In the case of our system, the work done by gravitational force will increase the $KE$ of the particle and will decrease the potential energy of the same keeping the $TE$ constant. This means that:

$\sum W =\ -\ \Delta\ \Phi$

$\Phi$ should not be confused with $U_{tot}$ . First one is the potential energy of a particle when its kept in the gravitational field of another particle and the latter is the total potential energy of system which we're trying to figure out. In our case $\Phi = \frac{-G m_{1} m_{2}}{x}$ .

Change in kinetic energy means the particles will now have new velocities. Let's say that new velocities are $u_{1}$ and $u_{2}$ respectively.

$\Delta KE_{1}= \frac{1}{2}m_{1}u_{1}^{2} - \frac{1}{2}m_{1}v_{1}^{2}$

Similarly,

$\Delta KE_{2}= \frac{1}{2}m_{2}u_{2}^{2} - \frac{1}{2}m_{2}v_{2}^{2}$

$\Delta KE_{tot}= \Delta KE_{1} + \Delta KE_{2}$

$\Delta KE_{tot}= (\frac{1}{2}m_{1}u_{1}^{2} - \frac{1}{2}m_{1}v_{1}^{2})$ $+$ $(\frac{1}{2}m_{2}u_{2}^{2} - \frac{1}{2}m_{2}v_{2}^{2})$

Now, law of conservation of energy is not only applicable to system of particles but also the individual particles constituting the system itself. If we use the law for single particle then also we will not replace the total potential energy( $U_{tot}$ ) with the potential energy which is present by the virtue of the particle being in another gravitational field ( $\Phi$ ).

For an individual particle

$TE= KE + U$

Now, using the work energy theorem and conservation law for individual particle in the above equation where we left:

$-\Delta \Phi_{tot}= (\frac{1}{2}m_{1}u_{1}^{2} - \frac{1}{2}m_{1}v_{1}^{2})$ $+$ $(\frac{1}{2}m_{2}u_{2}^{2} + \frac{1}{2}m_{2}v_{2}^{2})$

$-\Delta \Phi_{tot}= (TE_{1} - U'_{1}) - (TE_{1} - U_{1})$ $+$ $(TE_{2} - U'_{2}) - (TE_{2} - U_{2})$

$\Delta \Phi_{tot}= (U'_{2} - U_{2}) + (U'_{1} - U_{1})$ $+$ $TE_{1} - TE_{1} + TE_{2} - TE_{2}$

But, when the system was in it's initial state then the particles were not moving at all and the total energy of the system was decided during that time. $TE_{1}$ is that total energy of particle 1 and $TE_{2}$ is that energy of particle 2. Since, they were not moving at all but were still exerting forces on each other, the total energies of the both the particles are equal and that value is equal to the potential energy of that state.

Let's assume that the system was a static system from it's initial state which means that there is no kinetic energy in the system.

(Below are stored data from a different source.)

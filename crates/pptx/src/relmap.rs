//! Relationship tables (`*.rels` parts) built while rendering a part.

use crate::xml::XmlWriter;
use docgen_core::Result;

const NS_PACKAGE_RELS: &str = "http://schemas.openxmlformats.org/package/2006/relationships";

/// Relationship type URIs.
pub(crate) mod rel_types {
    pub const OFFICE_DOCUMENT: &str =
        "http://schemas.openxmlformats.org/officeDocument/2006/relationships/officeDocument";
    pub const CORE_PROPERTIES: &str =
        "http://schemas.openxmlformats.org/package/2006/relationships/metadata/core-properties";
    pub const EXTENDED_PROPERTIES: &str =
        "http://schemas.openxmlformats.org/officeDocument/2006/relationships/extended-properties";
    pub const SLIDE_MASTER: &str =
        "http://schemas.openxmlformats.org/officeDocument/2006/relationships/slideMaster";
    pub const SLIDE_LAYOUT: &str =
        "http://schemas.openxmlformats.org/officeDocument/2006/relationships/slideLayout";
    pub const SLIDE: &str =
        "http://schemas.openxmlformats.org/officeDocument/2006/relationships/slide";
    pub const THEME: &str =
        "http://schemas.openxmlformats.org/officeDocument/2006/relationships/theme";
    pub const IMAGE: &str =
        "http://schemas.openxmlformats.org/officeDocument/2006/relationships/image";
    pub const HYPERLINK: &str =
        "http://schemas.openxmlformats.org/officeDocument/2006/relationships/hyperlink";
}

#[derive(Debug, Clone, PartialEq, Eq)]
struct Relationship {
    id: String,
    rel_type: &'static str,
    target: String,
    external: bool,
}

/// The relationships of a single source part, with sequential `rIdN` ids.
#[derive(Debug, Default)]
pub(crate) struct Relationships {
    entries: Vec<Relationship>,
}

impl Relationships {
    pub fn new() -> Self {
        Self::default()
    }

    fn push(&mut self, rel_type: &'static str, target: String, external: bool) -> String {
        let id = format!("rId{}", self.entries.len() + 1);
        self.entries.push(Relationship {
            id: id.clone(),
            rel_type,
            target,
            external,
        });
        id
    }

    /// Add an internal relationship and return its id.
    pub fn add(&mut self, rel_type: &'static str, target: impl Into<String>) -> String {
        self.push(rel_type, target.into(), false)
    }

    /// Add an external relationship, reusing an existing one with the same target.
    pub fn add_external(&mut self, rel_type: &'static str, target: &str) -> String {
        if let Some(existing) = self
            .entries
            .iter()
            .find(|r| r.external && r.rel_type == rel_type && r.target == target)
        {
            return existing.id.clone();
        }
        self.push(rel_type, target.to_string(), true)
    }

    pub fn len(&self) -> usize {
        self.entries.len()
    }

    /// Render the `.rels` part.
    pub fn to_xml(&self) -> Result<String> {
        let mut w = XmlWriter::new()?;
        w.start("Relationships", &[("xmlns", NS_PACKAGE_RELS)])?;
        for rel in &self.entries {
            let mut attrs = vec![
                ("Id", rel.id.as_str()),
                ("Type", rel.rel_type),
                ("Target", rel.target.as_str()),
            ];
            if rel.external {
                attrs.push(("TargetMode", "External"));
            }
            w.empty("Relationship", &attrs)?;
        }
        w.end("Relationships")?;
        w.finish()
    }
}

#[cfg(test)]
mod tests {
    use super::*;

    #[test]
    fn test_sequential_ids() {
        let mut rels = Relationships::new();
        assert_eq!(
            rels.add(rel_types::SLIDE_LAYOUT, "../slideLayouts/slideLayout2.xml"),
            "rId1"
        );
        assert_eq!(rels.add(rel_types::IMAGE, "../media/image1.png"), "rId2");
        assert_eq!(rels.len(), 2);
    }

    #[test]
    fn test_external_targets_are_reused() {
        let mut rels = Relationships::new();
        rels.add(rel_types::SLIDE_LAYOUT, "../slideLayouts/slideLayout2.xml");
        let a = rels.add_external(rel_types::HYPERLINK, "https://example.com/a.git");
        let b = rels.add_external(rel_types::HYPERLINK, "https://example.com/b.git");
        let again = rels.add_external(rel_types::HYPERLINK, "https://example.com/a.git");
        assert_eq!(a, "rId2");
        assert_eq!(b, "rId3");
        assert_eq!(again, a);
        assert_eq!(rels.len(), 3);
    }

    #[test]
    fn test_to_xml_marks_external() {
        let mut rels = Relationships::new();
        rels.add_external(rel_types::HYPERLINK, "https://example.com/?a=1&b=2");
        let xml = rels.to_xml().unwrap();
        assert!(xml.contains(r#"TargetMode="External""#));
        assert!(xml.contains("a=1&amp;b=2"));
    }
}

The above argument still hold true but now since kinetic energy is out of the equation we have $TE_{1} = TE_{2}$ and $U_{1} = U_{2}$ . One loop hole in this argument is that since there is no kinetic energy in the system so it never reached it's final state or it's final state has same energy as it's initial state. If we assume that the particles were moving with constant velocity then we can get rid of this loop hole because then $\Delta KE = 0$ and still $\Delta U$ is non zero. Classical definition of potential energy (gravitational or electrostatic) is the work done in bringing the particle from it's position in the system to infinity and $U_{\inf} = 0$ .

If the final state of the system is infinity then also the above argument will hold true. So, is it safe to assume that: $U_{1}= U_{2} = U$ and $U'_{1}= U'_{2} = 0$ as well as $\Delta \Phi = \Phi_{initial}$

$\Phi_{tot}= 2U$

$\Phi_{1} + \Phi_{2} = 2U$

$\boxed{U = \frac{1}{2}(\Phi_{1} + \Phi_{2})}$

The above equation will form the base of our next argument which states that Potential energy of a system of 2 particles is always mutually shared between the particles .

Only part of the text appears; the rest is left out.